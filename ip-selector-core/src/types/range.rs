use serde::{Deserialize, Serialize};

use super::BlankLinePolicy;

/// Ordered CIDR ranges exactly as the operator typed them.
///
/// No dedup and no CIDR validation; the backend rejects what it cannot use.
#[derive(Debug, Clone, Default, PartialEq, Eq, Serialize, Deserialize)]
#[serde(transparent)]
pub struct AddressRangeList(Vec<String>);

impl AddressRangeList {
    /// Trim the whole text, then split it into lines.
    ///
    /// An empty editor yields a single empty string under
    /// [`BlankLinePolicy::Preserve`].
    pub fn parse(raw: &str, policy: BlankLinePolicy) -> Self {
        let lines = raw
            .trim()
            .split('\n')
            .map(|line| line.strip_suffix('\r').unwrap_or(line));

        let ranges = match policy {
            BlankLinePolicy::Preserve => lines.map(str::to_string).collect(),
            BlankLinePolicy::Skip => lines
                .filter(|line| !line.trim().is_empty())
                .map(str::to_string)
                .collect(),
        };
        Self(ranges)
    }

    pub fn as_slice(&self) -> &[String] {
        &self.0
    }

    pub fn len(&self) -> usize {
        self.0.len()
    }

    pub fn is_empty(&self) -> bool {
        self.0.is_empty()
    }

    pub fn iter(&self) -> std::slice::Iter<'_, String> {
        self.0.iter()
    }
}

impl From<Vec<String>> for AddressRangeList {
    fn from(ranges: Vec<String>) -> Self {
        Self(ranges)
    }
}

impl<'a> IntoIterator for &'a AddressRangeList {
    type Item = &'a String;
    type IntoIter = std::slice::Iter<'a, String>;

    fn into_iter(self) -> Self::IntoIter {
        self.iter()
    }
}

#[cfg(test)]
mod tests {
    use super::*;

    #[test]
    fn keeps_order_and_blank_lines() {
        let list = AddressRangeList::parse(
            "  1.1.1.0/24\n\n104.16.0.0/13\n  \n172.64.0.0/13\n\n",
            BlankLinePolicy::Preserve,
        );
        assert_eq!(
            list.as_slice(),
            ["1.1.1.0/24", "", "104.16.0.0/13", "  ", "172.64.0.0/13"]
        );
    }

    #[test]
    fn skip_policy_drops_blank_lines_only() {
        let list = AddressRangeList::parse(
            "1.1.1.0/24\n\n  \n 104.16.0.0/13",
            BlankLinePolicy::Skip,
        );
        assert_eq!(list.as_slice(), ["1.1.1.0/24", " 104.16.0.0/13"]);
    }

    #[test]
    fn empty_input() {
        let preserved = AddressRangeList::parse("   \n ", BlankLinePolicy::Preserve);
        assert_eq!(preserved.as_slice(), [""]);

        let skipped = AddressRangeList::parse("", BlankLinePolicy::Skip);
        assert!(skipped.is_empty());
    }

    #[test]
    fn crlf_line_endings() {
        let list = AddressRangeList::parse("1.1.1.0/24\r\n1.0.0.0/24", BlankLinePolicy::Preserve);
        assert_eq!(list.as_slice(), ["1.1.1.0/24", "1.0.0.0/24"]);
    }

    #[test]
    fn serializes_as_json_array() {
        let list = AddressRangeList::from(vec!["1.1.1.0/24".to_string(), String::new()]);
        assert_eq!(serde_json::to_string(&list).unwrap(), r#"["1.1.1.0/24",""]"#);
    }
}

**WHAT NEEDS TO BE DONE**
Nothing but an exact transcription of the records is expected.

**SOLUTION FOR THIS TASK**
filename ip-selector-core/src/types/range.rs
use serde::{Deserialize, Serialize};

use super::BlankLinePolicy;

/// Ordered CIDR ranges exactly as the operator typed them.
///
/// No dedup and no CIDR validation; the backend rejects what it cannot use.
#[derive(Debug, Clone, Default, PartialEq, Eq, Serialize, Deserialize)]
#[serde(transparent)]
pub struct AddressRangeList(Vec<String>);

impl AddressRangeList {
    /// Trim the whole text, then split it into lines.
    ///
    /// An empty editor yields a single empty string under
    /// [`BlankLinePolicy::Preserve`].
    pub fn parse(raw: &str, policy: BlankLinePolicy) -> Self {
        let lines = raw
            .trim()
            .split('\n')
            .map(|line| line.strip_suffix('\r').unwrap_or(line));

        let ranges = match policy {
            BlankLinePolicy::Preserve => lines.map(str::to_string).collect(),
            BlankLinePolicy::Skip => lines
                .filter(|line| !line.trim().is_empty())
                .map(str::to_string)
                .collect(),
        };
        Self(ranges)
    }

    pub fn as_slice(&self) -> &[String] {
        &self.0
    }

    pub fn len(&self) -> usize {
        self.0.len()
    }

    pub fn is_empty(&self) -> bool {
        self.0.is_empty()
    }

    pub fn iter(&self) -> std::slice::Iter<'_, String> {
        self.0.iter()
    }
}

impl From<Vec<String>> for AddressRangeList {
    fn from(ranges: Vec<String>) -> Self {
        Self(ranges)
    }
}

impl<'a> IntoIterator for &'a AddressRangeList {
    type Item = &'a String;
    type IntoIter = std::slice::Iter<'a, String>;

    fn into_iter(self) -> Self::IntoIter {
        self.iter()
    }
}

#[cfg(test)]
mod tests {
    use super::*;

    #[test]
    fn keeps_order_and_blank_lines() {
        let list = AddressRangeList::parse(
            "  1.1.1.0/24\n\n104.16.0.0/13\n  \n172.64.0.0/13\n\n",
            BlankLinePolicy::Preserve,
        );
        assert_eq!(
            list.as_slice(),
            ["1.1.1.0/24", "", "104.16.0.0/13", "  ", "172.64.0.0/13"]
        );
    }

    #[test]
    fn skip_policy_drops_blank_lines_only() {
        let list = AddressRangeList::parse(
            "1.1.1.0/24\n\n  \n 104.16.0.0/13",
            BlankLinePolicy::Skip,
        );
        assert_eq!(list.as_slice(), ["1.1.1.0/24", " 104.16.0.0/13"]);
    }

    #[test]
    fn empty_input() {
        let preserved = AddressRangeList::parse("   \n ", BlankLinePolicy::Preserve);
        assert_eq!(preserved.as_slice(), [""]);

        let skipped = AddressRangeList::parse("", BlankLinePolicy::Skip);
        assert!(skipped.is_empty());
    }

    #[test]
    fn crlf_line_endings() {
        let list = AddressRangeList::parse("1.1.1.0/24\r\n1.0.0.0/24", BlankLinePolicy::Preserve);
        assert_eq!(list.as_slice(), ["1.1.1.0/24", "1.0.0.0/24"]);
    }

    #[test]
    fn serializes_as_json_array() {
        let list = AddressRangeList::from(vec!["1.1.1.0/24".to_string(), String::new()]);
        assert_eq!(serde_json::to_string(&list).unwrap(), r#"["1.1.1.0/24",""]"#);
    }
}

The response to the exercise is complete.